● **Description of the task**
What is needed is the whole of the data, set down exactly.

***** Input data *****

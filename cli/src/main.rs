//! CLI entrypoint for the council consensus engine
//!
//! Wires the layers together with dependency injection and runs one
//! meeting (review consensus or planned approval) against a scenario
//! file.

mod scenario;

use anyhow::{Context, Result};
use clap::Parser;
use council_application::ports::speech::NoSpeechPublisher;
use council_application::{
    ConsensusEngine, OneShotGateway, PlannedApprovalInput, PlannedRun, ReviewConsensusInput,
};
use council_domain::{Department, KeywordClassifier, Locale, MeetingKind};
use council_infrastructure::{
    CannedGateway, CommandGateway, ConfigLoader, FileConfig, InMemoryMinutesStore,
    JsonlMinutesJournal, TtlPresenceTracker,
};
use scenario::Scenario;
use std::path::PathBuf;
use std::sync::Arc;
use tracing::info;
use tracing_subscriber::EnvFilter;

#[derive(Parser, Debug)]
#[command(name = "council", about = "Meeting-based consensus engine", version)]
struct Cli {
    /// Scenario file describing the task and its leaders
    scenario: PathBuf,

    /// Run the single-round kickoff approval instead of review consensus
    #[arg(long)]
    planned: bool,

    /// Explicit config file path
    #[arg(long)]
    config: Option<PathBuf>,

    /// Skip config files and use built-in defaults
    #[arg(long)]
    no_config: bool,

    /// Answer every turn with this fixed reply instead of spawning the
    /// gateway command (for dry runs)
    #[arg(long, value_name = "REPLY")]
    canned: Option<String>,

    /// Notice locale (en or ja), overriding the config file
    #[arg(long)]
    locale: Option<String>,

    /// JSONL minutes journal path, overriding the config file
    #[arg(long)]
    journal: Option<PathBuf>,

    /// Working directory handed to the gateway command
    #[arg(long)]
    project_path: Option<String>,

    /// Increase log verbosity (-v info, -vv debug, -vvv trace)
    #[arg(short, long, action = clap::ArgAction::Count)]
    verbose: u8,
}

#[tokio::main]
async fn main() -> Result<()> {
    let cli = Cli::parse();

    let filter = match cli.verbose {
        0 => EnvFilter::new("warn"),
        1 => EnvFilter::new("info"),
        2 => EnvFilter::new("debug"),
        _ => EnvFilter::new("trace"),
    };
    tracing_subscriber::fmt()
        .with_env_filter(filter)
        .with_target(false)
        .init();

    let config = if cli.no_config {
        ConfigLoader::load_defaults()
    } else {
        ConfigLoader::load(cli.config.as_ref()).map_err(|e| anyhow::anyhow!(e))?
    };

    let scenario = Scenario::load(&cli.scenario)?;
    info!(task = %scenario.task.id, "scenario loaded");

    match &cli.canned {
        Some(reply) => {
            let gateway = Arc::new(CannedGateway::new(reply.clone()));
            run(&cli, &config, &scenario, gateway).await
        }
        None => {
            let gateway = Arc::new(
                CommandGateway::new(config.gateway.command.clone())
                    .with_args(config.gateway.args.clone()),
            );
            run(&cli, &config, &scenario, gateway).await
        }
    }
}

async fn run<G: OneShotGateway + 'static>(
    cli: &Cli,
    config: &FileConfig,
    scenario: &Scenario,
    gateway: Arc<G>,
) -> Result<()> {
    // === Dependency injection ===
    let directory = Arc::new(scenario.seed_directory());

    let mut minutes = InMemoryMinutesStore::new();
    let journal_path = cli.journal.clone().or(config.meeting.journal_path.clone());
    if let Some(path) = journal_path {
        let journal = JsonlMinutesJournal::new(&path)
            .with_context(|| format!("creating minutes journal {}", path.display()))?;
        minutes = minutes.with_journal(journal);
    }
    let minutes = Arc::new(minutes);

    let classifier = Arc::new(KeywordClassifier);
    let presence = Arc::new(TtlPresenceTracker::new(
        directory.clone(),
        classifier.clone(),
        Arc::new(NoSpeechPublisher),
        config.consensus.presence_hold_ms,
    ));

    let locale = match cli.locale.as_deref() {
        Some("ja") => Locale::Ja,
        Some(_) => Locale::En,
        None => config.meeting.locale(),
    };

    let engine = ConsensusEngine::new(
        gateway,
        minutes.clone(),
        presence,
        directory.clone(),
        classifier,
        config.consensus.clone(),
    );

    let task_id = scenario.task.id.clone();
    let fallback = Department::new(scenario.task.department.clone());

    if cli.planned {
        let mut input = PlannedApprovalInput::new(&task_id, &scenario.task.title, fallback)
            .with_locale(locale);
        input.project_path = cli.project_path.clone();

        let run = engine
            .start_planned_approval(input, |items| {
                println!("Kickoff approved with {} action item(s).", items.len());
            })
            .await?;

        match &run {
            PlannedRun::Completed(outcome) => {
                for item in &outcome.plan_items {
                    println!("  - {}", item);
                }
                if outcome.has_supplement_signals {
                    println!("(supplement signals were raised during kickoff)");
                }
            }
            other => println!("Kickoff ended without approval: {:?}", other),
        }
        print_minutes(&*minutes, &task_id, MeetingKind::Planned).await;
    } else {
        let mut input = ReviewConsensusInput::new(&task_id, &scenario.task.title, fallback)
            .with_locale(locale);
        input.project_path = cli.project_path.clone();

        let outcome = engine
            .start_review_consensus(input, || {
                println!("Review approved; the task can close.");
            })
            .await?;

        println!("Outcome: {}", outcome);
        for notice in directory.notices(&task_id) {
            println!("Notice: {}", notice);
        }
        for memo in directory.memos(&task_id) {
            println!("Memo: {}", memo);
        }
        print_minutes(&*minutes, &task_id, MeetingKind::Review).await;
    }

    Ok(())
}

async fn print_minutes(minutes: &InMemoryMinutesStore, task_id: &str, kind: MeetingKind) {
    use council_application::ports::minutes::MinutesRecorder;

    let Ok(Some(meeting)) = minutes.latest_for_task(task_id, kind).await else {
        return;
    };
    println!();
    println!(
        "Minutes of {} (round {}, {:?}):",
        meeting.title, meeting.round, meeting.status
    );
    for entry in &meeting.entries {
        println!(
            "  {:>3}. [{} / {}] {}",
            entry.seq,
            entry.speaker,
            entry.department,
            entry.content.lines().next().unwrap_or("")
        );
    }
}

*****

● **Task output**
filename cli/src/main.rs
//! CLI entrypoint for the council consensus engine
//!
//! Wires the layers together with dependency injection and runs one
//! meeting (review consensus or planned approval) against a scenario
//! file.

mod scenario;

use anyhow::{Context, Result};
use clap::Parser;
use council_application::ports::speech::NoSpeechPublisher;
use council_application::{
    ConsensusEngine, OneShotGateway, PlannedApprovalInput, PlannedRun, ReviewConsensusInput,
};
use council_domain::{Department, KeywordClassifier, Locale, MeetingKind};
use council_infrastructure::{
    CannedGateway, CommandGateway, ConfigLoader, FileConfig, InMemoryMinutesStore,
    JsonlMinutesJournal, TtlPresenceTracker,
};
use scenario::Scenario;
use std::path::PathBuf;
use std::sync::Arc;
use tracing::info;
use tracing_subscriber::EnvFilter;

#[derive(Parser, Debug)]
#[command(name = "council", about = "Meeting-based consensus engine", version)]
struct Cli {
    /// Scenario file describing the task and its leaders
    scenario: PathBuf,

    /// Run the single-round kickoff approval instead of review consensus
    #[arg(long)]
    planned: bool,

    /// Explicit config file path
    #[arg(long)]
    config: Option<PathBuf>,

    /// Skip config files and use built-in defaults
    #[arg(long)]
    no_config: bool,

    /// Answer every turn with this fixed reply instead of spawning the
    /// gateway command (for dry runs)
    #[arg(long, value_name = "REPLY")]
    canned: Option<String>,

    /// Notice locale (en or ja), overriding the config file
    #[arg(long)]
    locale: Option<String>,

    /// JSONL minutes journal path, overriding the config file
    #[arg(long)]
    journal: Option<PathBuf>,

    /// Working directory handed to the gateway command
    #[arg(long)]
    project_path: Option<String>,

    /// Increase log verbosity (-v info, -vv debug, -vvv trace)
    #[arg(short, long, action = clap::ArgAction::Count)]
    verbose: u8,
}

#[tokio::main]
async fn main() -> Result<()> {
    let cli = Cli::parse();

    let filter = match cli.verbose {
        0 => EnvFilter::new("warn"),
        1 => EnvFilter::new("info"),
        2 => EnvFilter::new("debug"),
        _ => EnvFilter::new("trace"),
    };
    tracing_subscriber::fmt()
        .with_env_filter(filter)
        .with_target(false)
        .init();

    let config = if cli.no_config {
        ConfigLoader::load_defaults()
    } else {
        ConfigLoader::load(cli.config.as_ref()).map_err(|e| anyhow::anyhow!(e))?
    };

    let scenario = Scenario::load(&cli.scenario)?;
    info!(task = %scenario.task.id, "scenario loaded");

    match &cli.canned {
        Some(reply) => {
            let gateway = Arc::new(CannedGateway::new(reply.clone()));
            run(&cli, &config, &scenario, gateway).await
        }
        None => {
            let gateway = Arc::new(
                CommandGateway::new(config.gateway.command.clone())
                    .with_args(config.gateway.args.clone()),
            );
            run(&cli, &config, &scenario, gateway).await
        }
    }
}

async fn run<G: OneShotGateway + 'static>(
    cli: &Cli,
    config: &FileConfig,
    scenario: &Scenario,
    gateway: Arc<G>,
) -> Result<()> {
    // === Dependency injection ===
    let directory = Arc::new(scenario.seed_directory());

    let mut minutes = InMemoryMinutesStore::new();
    let journal_path = cli.journal.clone().or(config.meeting.journal_path.clone());
    if let Some(path) = journal_path {
        let journal = JsonlMinutesJournal::new(&path)
            .with_context(|| format!("creating minutes journal {}", path.display()))?;
        minutes = minutes.with_journal(journal);
    }
    let minutes = Arc::new(minutes);

    let classifier = Arc::new(KeywordClassifier);
    let presence = Arc::new(TtlPresenceTracker::new(
        directory.clone(),
        classifier.clone(),
        Arc::new(NoSpeechPublisher),
        config.consensus.presence_hold_ms,
    ));

    let locale = match cli.locale.as_deref() {
        Some("ja") => Locale::Ja,
        Some(_) => Locale::En,
        None => config.meeting.locale(),
    };

    let engine = ConsensusEngine::new(
        gateway,
        minutes.clone(),
        presence,
        directory.clone(),
        classifier,
        config.consensus.clone(),
    );

    let task_id = scenario.task.id.clone();
    let fallback = Department::new(scenario.task.department.clone());

    if cli.planned {
        let mut input = PlannedApprovalInput::new(&task_id, &scenario.task.title, fallback)
            .with_locale(locale);
        input.project_path = cli.project_path.clone();

        let run = engine
            .start_planned_approval(input, |items| {
                println!("Kickoff approved with {} action item(s).", items.len());
            })
            .await?;

        match &run {
            PlannedRun::Completed(outcome) => {
                for item in &outcome.plan_items {
                    println!("  - {}", item);
                }
                if outcome.has_supplement_signals {
                    println!("(supplement signals were raised during kickoff)");
                }
            }
            other => println!("Kickoff ended without approval: {:?}", other),
        }
        print_minutes(&*minutes, &task_id, MeetingKind::Planned).await;
    } else {
        let mut input = ReviewConsensusInput::new(&task_id, &scenario.task.title, fallback)
            .with_locale(locale);
        input.project_path = cli.project_path.clone();

        let outcome = engine
            .start_review_consensus(input, || {
                println!("Review approved; the task can close.");
            })
            .await?;

        println!("Outcome: {}", outcome);
        for notice in directory.notices(&task_id) {
            println!("Notice: {}", notice);
        }
        for memo in directory.memos(&task_id) {
            println!("Memo: {}", memo);
        }
        print_minutes(&*minutes, &task_id, MeetingKind::Review).await;
    }

    Ok(())
}

async fn print_minutes(minutes: &InMemoryMinutesStore, task_id: &str, kind: MeetingKind) {
    use council_application::ports::minutes::MinutesRecorder;

    let Ok(Some(meeting)) = minutes.latest_for_task(task_id, kind).await else {
        return;
    };
    println!();
    println!(
        "Minutes of {} (round {}, {:?}):",
        meeting.title, meeting.round, meeting.status
    );
    for entry in &meeting.entries {
        println!(
            "  {:>3}. [{} / {}] {}",
            entry.seq,
            entry.speaker,
            entry.department,
            entry.content.lines().next().unwrap_or("")
        );
    }
}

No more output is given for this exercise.